In both play-throughs, I think the moment the players realized that the insanity with the changelings was not going to let up but would continue unabated was when the second Nicole Gingerbottom arrived at the inn to make breakfast. This is when both groups of players started saying “we’re fucked,” which, when confronted with a LotFP “player-fucker” is the correct assumption.

The second group had shown the first Nicole the dead body of Doodles (the inn keeper) and Patrick Roktar in the common room, so she was near catatonic when the second arrived…. and then they showed the second one the bodies as well. As the merchants were trying to leave, I had one of the Nicoles change into the Elf and they fought and one of them (turned out to be the Changeling) went down in a single hit.

Eventually they made their way to the nearby village and met the local Priest (Father Naylor) who let in on the secret of the jewel in the changeling’s hearts. That’s that’s when the frustration and ‘we’re fucked’ became ‘we can make a lot of XP off this!’ and instead of wanting to get away from the changelings, they wanted to go straight at them!  Matt had the quote of the night to Father Naylor with “You’re low fantasy, I’m HIGH fantasy.”  He was playing the elf.

Given the knowledge about the jewels, when confronted with the duplicated knight on the road they just sat back and watched and then cleaned up the survivor.  Afterwards slicing up all the bodies (horses and men) to get at the jewels.  I wondered how long it would take someone to cut out a horse’s heart in the pouring rain.

So the bad part of ASS is coming next and we’ll see if the players can navigate the narrows of morality ahead.  And what happened to the Morris Dancers?

Chaos Warbands! First play since 1993!

Last Saturday, Mouth was in town and we dragged Dan and Amie into a 4-square of the old-school Chaos Warbands using 8th Edition rules and a mish mash of stuff from the two wonderful and awesome Realm of Chaos books.

For those that don’t know about these, they are absolutely essential to any gaming library, whether you play Warhammer Fantasy Battle, Warhammer Fantasy Roleplay, Warhammer 40K or none of them.   You simply must own them both even if you have to pirate the PDF’s.  Inside each are rules for the four major demons of the Warhammer world, plus rules to make your own, plus a kitchen sink of rules for all three of the systems listed above.   These are both a MEGA supplement, one that these days would have had content split across 16-20 separate books.

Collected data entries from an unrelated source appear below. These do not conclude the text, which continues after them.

use crate::algo::{ForceOptions, Layout, force};
use crate::error::Result;
use crate::graph::{Canvas, GraphEdge, GraphNode, SimNode};

/// Validated entry point for the force layout.
///
/// Holds no state between calls; every `layout`/`run` builds and discards its
/// own working arrays.
#[derive(Debug, Clone, Default)]
pub struct LayoutEngine {
    options: ForceOptions,
}

impl LayoutEngine {
    pub fn new(options: ForceOptions) -> Result<Self> {
        options.validate()?;
        Ok(Self { options })
    }

    pub fn options(&self) -> &ForceOptions {
        &self.options
    }

    /// Positions every node inside `width × height`.
    ///
    /// Total for any input: one output per input node, same order, finite
    /// coordinates. A degenerate canvas is treated as zero-sized.
    pub fn layout<T: Clone>(
        &self,
        nodes: &[GraphNode<T>],
        edges: &[GraphEdge],
        width: f64,
        height: f64,
    ) -> Vec<SimNode<T>> {
        self.run(nodes, edges, Canvas::sanitized(width, height)).nodes
    }

    /// Like [`LayoutEngine::layout`], also returning run statistics.
    ///
    /// `canvas` is re-sanitized, so a hand-built `Canvas` with non-finite or
    /// negative dimensions behaves like a zero-sized one.
    pub fn run<T: Clone>(
        &self,
        nodes: &[GraphNode<T>],
        edges: &[GraphEdge],
        canvas: Canvas,
    ) -> Layout<T> {
        let sanitized = Canvas::sanitized(canvas.width, canvas.height);
        if sanitized.is_degenerate() {
            tracing::warn!(
                width = canvas.width,
                height = canvas.height,
                "degenerate canvas; positions collapse to its centre"
            );
        }
        force::layout(nodes, edges, sanitized, &self.options)
    }
}
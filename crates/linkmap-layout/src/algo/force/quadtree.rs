//! Barnes–Hut quadtree for approximate inverse-square repulsion.

/// Coincident bodies stop subdividing here and share a leaf.
const MAX_DEPTH: usize = 24;

#[derive(Debug, Clone)]
struct Cell {
    // Square cell: centre and half side length.
    cx: f64,
    cy: f64,
    half: f64,
    mass: f64,
    mass_x: f64,
    mass_y: f64,
    children: Option<[usize; 4]>,
    bodies: Vec<usize>,
}

impl Cell {
    fn new(cx: f64, cy: f64, half: f64) -> Self {
        Self {
            cx,
            cy,
            half,
            mass: 0.0,
            mass_x: 0.0,
            mass_y: 0.0,
            children: None,
            bodies: Vec::new(),
        }
    }

    fn quadrant(&self, x: f64, y: f64) -> usize {
        usize::from(x >= self.cx) | (usize::from(y >= self.cy) << 1)
    }

    fn contains(&self, x: f64, y: f64) -> bool {
        (x - self.cx).abs() <= self.half && (y - self.cy).abs() <= self.half
    }

    fn center_of_mass(&self) -> (f64, f64) {
        (self.mass_x / self.mass, self.mass_y / self.mass)
    }
}

#[derive(Debug, Clone)]
pub(super) struct QuadTree {
    cells: Vec<Cell>,
}

impl QuadTree {
    pub(super) fn build(points: &[(f64, f64)]) -> Option<Self> {
        if points.is_empty() {
            return None;
        }

        let mut min_x = f64::INFINITY;
        let mut min_y = f64::INFINITY;
        let mut max_x = f64::NEG_INFINITY;
        let mut max_y = f64::NEG_INFINITY;
        for &(x, y) in points {
            min_x = min_x.min(x);
            min_y = min_y.min(y);
            max_x = max_x.max(x);
            max_y = max_y.max(y);
        }
        if !(min_x.is_finite() && min_y.is_finite() && max_x.is_finite() && max_y.is_finite()) {
            return None;
        }

        let half = ((max_x - min_x).max(max_y - min_y) / 2.0).max(1.0);
        let root = Cell::new((min_x + max_x) / 2.0, (min_y + max_y) / 2.0, half);
        let mut tree = Self { cells: vec![root] };
        for (idx, &(x, y)) in points.iter().enumerate() {
            tree.insert(idx, x, y, points);
        }
        Some(tree)
    }

    fn insert(&mut self, body: usize, x: f64, y: f64, points: &[(f64, f64)]) {
        let mut cell = 0usize;
        let mut depth = 0usize;
        loop {
            {
                let c = &mut self.cells[cell];
                c.mass += 1.0;
                c.mass_x += x;
                c.mass_y += y;
            }

            if let Some(children) = self.cells[cell].children {
                cell = children[self.cells[cell].quadrant(x, y)];
                depth += 1;
                continue;
            }

            if self.cells[cell].bodies.is_empty() || depth >= MAX_DEPTH {
                self.cells[cell].bodies.push(body);
                return;
            }

            // Occupied leaf: split and push its residents one level down.
            let children = self.subdivide(cell);
            let residents = std::mem::take(&mut self.cells[cell].bodies);
            for r in residents {
                let (rx, ry) = points[r];
                let child = children[self.cells[cell].quadrant(rx, ry)];
                let c = &mut self.cells[child];
                c.mass += 1.0;
                c.mass_x += rx;
                c.mass_y += ry;
                c.bodies.push(r);
            }
            cell = children[self.cells[cell].quadrant(x, y)];
            depth += 1;
        }
    }

    fn subdivide(&mut self, cell: usize) -> [usize; 4] {
        let (cx, cy, half) = {
            let c = &self.cells[cell];
            (c.cx, c.cy, c.half / 2.0)
        };
        let base = self.cells.len();
        // Quadrant bit 0 is "east", bit 1 is "south".
        self.cells.push(Cell::new(cx - half, cy - half, half));
        self.cells.push(Cell::new(cx + half, cy - half, half));
        self.cells.push(Cell::new(cx - half, cy + half, half));
        self.cells.push(Cell::new(cx + half, cy + half, half));
        let children = [base, base + 1, base + 2, base + 3];
        self.cells[cell].children = Some(children);
        children
    }

    /// Unscaled repulsion on `body`: `Σ mass · d̂ / dist²` over the other bodies,
    /// where `d̂ = d / dist` points from `body` toward the source and `dist` is
    /// floored at `min_distance`. The caller subtracts it scaled by strength.
    pub(super) fn repulsion_on(
        &self,
        body: usize,
        points: &[(f64, f64)],
        theta: f64,
        min_distance: f64,
    ) -> (f64, f64) {
        let (x, y) = points[body];
        let mut fx = 0.0;
        let mut fy = 0.0;
        let mut accumulate = |sx: f64, sy: f64, mass: f64| {
            let dx = sx - x;
            let dy = sy - y;
            let dist = dx.hypot(dy).max(min_distance);
            let force = mass / (dist * dist);
            fx += dx / dist * force;
            fy += dy / dist * force;
        };

        let mut stack = vec![0usize];
        while let Some(idx) = stack.pop() {
            let cell = &self.cells[idx];
            if cell.mass == 0.0 {
                continue;
            }

            let Some(children) = cell.children else {
                for &other in &cell.bodies {
                    if other != body {
                        let (ox, oy) = points[other];
                        accumulate(ox, oy, 1.0);
                    }
                }
                continue;
            };

            if !cell.contains(x, y) {
                let (mx, my) = cell.center_of_mass();
                let dist = (mx - x).hypot(my - y);
                if dist > 0.0 && (2.0 * cell.half) / dist < theta {
                    accumulate(mx, my, cell.mass);
                    continue;
                }
            }
            // Reverse push keeps the visiting order fixed.
            stack.extend(children.iter().rev());
        }

        (fx, fy)
    }
}

#[cfg(test)]
mod tests {
    use super::QuadTree;

    fn exact(points: &[(f64, f64)], body: usize, min_distance: f64) -> (f64, f64) {
        let (x, y) = points[body];
        let mut out = (0.0, 0.0);
        for (j, &(ox, oy)) in points.iter().enumerate() {
            if j == body {
                continue;
            }
            let dx = ox - x;
            let dy = oy - y;
            let dist = dx.hypot(dy).max(min_distance);
            let force = 1.0 / (dist * dist);
            out.0 += dx / dist * force;
            out.1 += dy / dist * force;
        }
        out
    }

    #[test]
    fn theta_zero_matches_exact_summation() {
        let points = vec![
            (0.0, 0.0),
            (120.0, 10.0),
            (300.0, 250.0),
            (-80.0, 40.0),
            (15.0, -200.0),
        ];
        let tree = QuadTree::build(&points).expect("tree");
        for i in 0..points.len() {
            let (ax, ay) = tree.repulsion_on(i, &points, 0.0, 10.0);
            let (ex, ey) = exact(&points, i, 10.0);
            assert!((ax - ex).abs() < 1e-12, "x mismatch at {i}: {ax} vs {ex}");
            assert!((ay - ey).abs() < 1e-12, "y mismatch at {i}: {ay} vs {ey}");
        }
    }

    #[test]
    fn coincident_points_share_a_leaf_without_blowing_up() {
        let points = vec![(5.0, 5.0); 8];
        let tree = QuadTree::build(&points).expect("tree");
        let (fx, fy) = tree.repulsion_on(0, &points, 0.5, 40.0);
        assert_eq!((fx, fy), (0.0, 0.0));
    }

    #[test]
    fn far_cluster_is_approximated_by_its_center_of_mass() {
        let mut points = vec![(0.0, 0.0)];
        for i in 0..4 {
            points.push((1000.0 + i as f64, 1000.0));
        }
        let tree = QuadTree::build(&points).expect("tree");
        let (ax, ay) = tree.repulsion_on(0, &points, 0.9, 1.0);
        let (ex, ey) = exact(&points, 0, 1.0);
        assert!(((ax - ex) / ex).abs() < 1e-3, "x: {ax} vs {ex}");
        assert!(((ay - ey) / ey).abs() < 1e-3, "y: {ay} vs {ey}");
    }

    #[test]
    fn build_rejects_empty_and_non_finite_input() {
        assert!(QuadTree::build(&[]).is_none());
        assert!(QuadTree::build(&[(f64::NAN, 0.0)]).is_none());
    }
}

What’s more, there’s a fucking GAME in these books that’s separate from all three games they supplement where you roll up a character and his warband and fight it out to get favor from the dark gods. I played this in college a bunch, probably 50 or so battles with multiple warbands and only one guy “won” the game with his champion becoming a minor daemon.  The rest of us either got turned into spawn, or died in pools of blood and urea. And that was fun as shit.

chaos2

My champion was one MAGROK ROCKSLIDE a chaos dwarf with FITS and a flail.  Pretty weak to start except he was accompanied by a Dragon Ogre!  After four battles, I ended up with a chaos weapon, four chaos spawn who gave people the evil eye, and eight beastmen.  My spawn had 6 chaos attributes a piece and here is where the old Chaos warbands rules start to fray a bit.  You can end up generating demon weapons, attributes, spawn inside other spawn that transform into other types of spawn longer than you end up playing out the fights!  Now a bit of this is a ton of fun, and the randomness is one of the fantastic elements, but based on the recent play, there would need to be a cap on the amount of chaos attributes at least.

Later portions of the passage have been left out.